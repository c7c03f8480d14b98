//! Selector-scoped attribute overrides

use mailforge_css::SelectorList;

use crate::{HtmlDocument, HtmlError};

/// Attributes to set on every element matching `selector`
#[derive(Debug, Clone, Default, PartialEq, Eq)]
pub struct AttributeOverride {
    pub selector: String,
    pub attributes: Vec<(String, String)>,
}

impl AttributeOverride {
    pub fn new(selector: impl Into<String>) -> Self {
        Self {
            selector: selector.into(),
            attributes: Vec::new(),
        }
    }

    pub fn with_attribute(mut self, name: impl Into<String>, value: impl Into<String>) -> Self {
        self.attributes.push((name.into(), value.into()));
        self
    }
}

/// Apply `overrides` to a body fragment. Returns the markup unchanged when there is nothing to apply.
pub fn apply_attribute_overrides(markup: &str, overrides: &[AttributeOverride]) -> Result<String, HtmlError> {
    if overrides.iter().all(|o| o.attributes.is_empty()) {
        return Ok(markup.to_string());
    }

    let document = HtmlDocument::parse_fragment(markup);
    let elements = document.elements();

    for entry in overrides {
        let selectors = SelectorList::parse(&entry.selector)?;
        let matched: Vec<_> = elements.iter().filter(|e| selectors.matches(*e)).collect();
        tracing::debug!("Selector '{}' matched {} elements", entry.selector, matched.len());

        for element in matched {
            for (name, value) in &entry.attributes {
                element.set_attribute(name, value);
            }
        }
    }

    document.to_html()
}

#[cfg(test)]
mod tests {
    use super::*;

    #[test]
    fn test_sets_attribute_on_every_match() {
        let markup = r#"<div class="card"><a href="a">1</a></div><div><a href="b">2</a></div>"#;
        let overrides = vec![AttributeOverride::new(".card a").with_attribute("data-id", "42")];

        let out = apply_attribute_overrides(markup, &overrides).unwrap();
        assert_eq!(
            out,
            r#"<div class="card"><a href="a" data-id="42">1</a></div><div><a href="b">2</a></div>"#
        );
    }

    #[test]
    fn test_replaces_existing_value() {
        let overrides = vec![AttributeOverride::new("a").with_attribute("href", "https://x.test/")];
        let out = apply_attribute_overrides(r#"<a href="old">x</a>"#, &overrides).unwrap();
        assert_eq!(out, r#"<a href="https://x.test/">x</a>"#);
    }

    #[test]
    fn test_invalid_selector_is_error() {
        let overrides = vec![AttributeOverride::new("a:hover").with_attribute("x", "y")];
        assert!(apply_attribute_overrides("<a></a>", &overrides).is_err());
    }

    #[test]
    fn test_nothing_to_apply() {
        let markup = "<p>{{ a && b }}</p>";
        assert_eq!(apply_attribute_overrides(markup, &[]).unwrap(), markup);
    }
}
//! Component contract and registry
//!
//! Components are registered under their tag name. Body components render
//! markup from a resolved node; head components only write into
//! [`GlobalData`](crate::GlobalData).

use std::collections::{HashMap, HashSet};
use std::sync::Arc;

use mailforge_dom::{ElementNode, RenderContext};

use crate::render::{Element, Renderer};
use crate::{CompileError, GlobalData, HeadStyle};

/// Value type of a component attribute, checked by the validator
#[derive(Debug, Clone, Copy, PartialEq, Eq)]
pub enum AttributeType {
    String,
    Color,
    Boolean,
    Integer,
    Enum(&'static [&'static str]),
    /// One to `max` space separated lengths. An empty unit allows bare numbers.
    Unit {
        units: &'static [&'static str],
        max: usize,
    },
}

impl AttributeType {
    pub const PX: Self = Self::Unit { units: &["px"], max: 1 };
    pub const PX_PERCENT: Self = Self::Unit {
        units: &["px", "%"],
        max: 1,
    };
    pub const PADDING: Self = Self::Unit {
        units: &["px", "%"],
        max: 4,
    };
}

/// Attributes every body component accepts
pub const COMMON_ATTRIBUTES: &[(&str, AttributeType)] = &[
    ("mj-class", AttributeType::String),
    ("css-class", AttributeType::String),
];

/// A component rendering visible markup
pub trait BodyComponent: Send + Sync {
    fn tag_name(&self) -> &'static str;

    fn allowed_attributes(&self) -> &'static [(&'static str, AttributeType)] {
        &[]
    }

    /// Lowest precedence attribute values
    fn default_attributes(&self) -> &'static [(&'static str, &'static str)] {
        &[]
    }

    /// Inner markup is kept verbatim instead of parsed into children
    fn ending_tag(&self) -> bool {
        false
    }

    /// Rendered as-is by parents instead of being wrapped in a layout cell
    fn is_raw(&self) -> bool {
        false
    }

    /// Head CSS registered once under the tag name the first time the tag renders
    fn head_style(&self, _global: &GlobalData) -> Option<HeadStyle> {
        None
    }

    /// Context handed to this element's children
    fn child_context(&self, element: &Element<'_, '_>) -> RenderContext {
        element.context().for_children()
    }

    fn render(&self, element: &mut Element<'_, '_>) -> Result<String, CompileError>;
}

/// A component that only writes document-wide data
pub trait HeadComponent: Send + Sync {
    fn tag_name(&self) -> &'static str;

    fn allowed_attributes(&self) -> &'static [(&'static str, AttributeType)] {
        &[]
    }

    fn ending_tag(&self) -> bool {
        false
    }

    fn handle(&self, node: &ElementNode, renderer: &mut Renderer<'_>) -> Result<(), CompileError>;
}

/// Registered component
#[derive(Clone)]
pub enum Component {
    Body(Arc<dyn BodyComponent>),
    Head(Arc<dyn HeadComponent>),
}

impl Component {
    pub fn body(component: impl BodyComponent + 'static) -> Self {
        Self::Body(Arc::new(component))
    }

    pub fn head(component: impl HeadComponent + 'static) -> Self {
        Self::Head(Arc::new(component))
    }

    pub fn tag_name(&self) -> &'static str {
        match self {
            Self::Body(c) => c.tag_name(),
            Self::Head(c) => c.tag_name(),
        }
    }

    pub fn allowed_attributes(&self) -> &'static [(&'static str, AttributeType)] {
        match self {
            Self::Body(c) => c.allowed_attributes(),
            Self::Head(c) => c.allowed_attributes(),
        }
    }

    pub fn ending_tag(&self) -> bool {
        match self {
            Self::Body(c) => c.ending_tag(),
            Self::Head(c) => c.ending_tag(),
        }
    }

    pub fn is_body(&self) -> bool {
        matches!(self, Self::Body(_))
    }
}

impl std::fmt::Debug for Component {
    fn fmt(&self, f: &mut std::fmt::Formatter<'_>) -> std::fmt::Result {
        match self {
            Self::Body(c) => write!(f, "Body({})", c.tag_name()),
            Self::Head(c) => write!(f, "Head({})", c.tag_name()),
        }
    }
}

/// Named group of components added to a registry together
#[derive(Debug, Clone, Default)]
pub struct Preset {
    name: String,
    components: Vec<Component>,
}

impl Preset {
    pub fn new(name: impl Into<String>) -> Self {
        Self {
            name: name.into(),
            components: Vec::new(),
        }
    }

    pub fn with(mut self, component: Component) -> Self {
        self.components.push(component);
        self
    }

    pub fn name(&self) -> &str {
        &self.name
    }

    pub fn components(&self) -> &[Component] {
        &self.components
    }
}

/// Tag name to component lookup, built once before compiling
#[derive(Debug, Clone, Default)]
pub struct Registry {
    components: HashMap<String, Component>,
}

impl Registry {
    pub fn new() -> Self {
        Self::default()
    }

    /// A registry holding the core preset
    pub fn core() -> Self {
        let mut registry = Self::new();
        registry.register_preset(&crate::components::core_preset());
        registry
    }

    /// Register `component`, replacing any component with the same tag
    pub fn register(&mut self, component: Component) {
        self.components.insert(component.tag_name().to_string(), component);
    }

    pub fn register_preset(&mut self, preset: &Preset) {
        for component in preset.components() {
            self.register(component.clone());
        }
        tracing::debug!("Registered preset '{}' ({} components)", preset.name(), preset.components().len());
    }

    pub fn get(&self, tag_name: &str) -> Option<&Component> {
        self.components.get(tag_name)
    }

    pub fn contains(&self, tag_name: &str) -> bool {
        self.components.contains_key(tag_name)
    }

    /// Tags whose inner markup the parser keeps verbatim
    pub fn ending_tags(&self) -> HashSet<String> {
        self.components
            .values()
            .filter(|c| c.ending_tag())
            .map(|c| c.tag_name().to_string())
            .collect()
    }

    pub fn len(&self) -> usize {
        self.components.len()
    }

    pub fn is_empty(&self) -> bool {
        self.components.is_empty()
    }
}

#[cfg(test)]
mod tests {
    use super::*;

    struct Badge;

    impl BodyComponent for Badge {
        fn tag_name(&self) -> &'static str {
            "mj-badge"
        }

        fn ending_tag(&self) -> bool {
            true
        }

        fn render(&self, element: &mut Element<'_, '_>) -> Result<String, CompileError> {
            Ok(format!("<span>{}</span>", element.content()))
        }
    }

    #[test]
    fn test_core_registry() {
        let registry = Registry::core();
        assert!(registry.get("mj-section").is_some_and(Component::is_body));
        assert!(registry.get("mj-title").is_some_and(|c| !c.is_body()));
        assert!(registry.ending_tags().contains("mj-text"));
        assert!(!registry.ending_tags().contains("mj-section"));
    }

    #[test]
    fn test_preset_extends_registry() {
        let mut registry = Registry::core();
        let before = registry.len();
        registry.register_preset(&Preset::new("badges").with(Component::body(Badge)));

        assert_eq!(registry.len(), before + 1);
        assert!(registry.ending_tags().contains("mj-badge"));
    }
}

Task to complete
For the data above, count every line in which the string "struct" appears, and answer with the count only.

Solution to the problem
4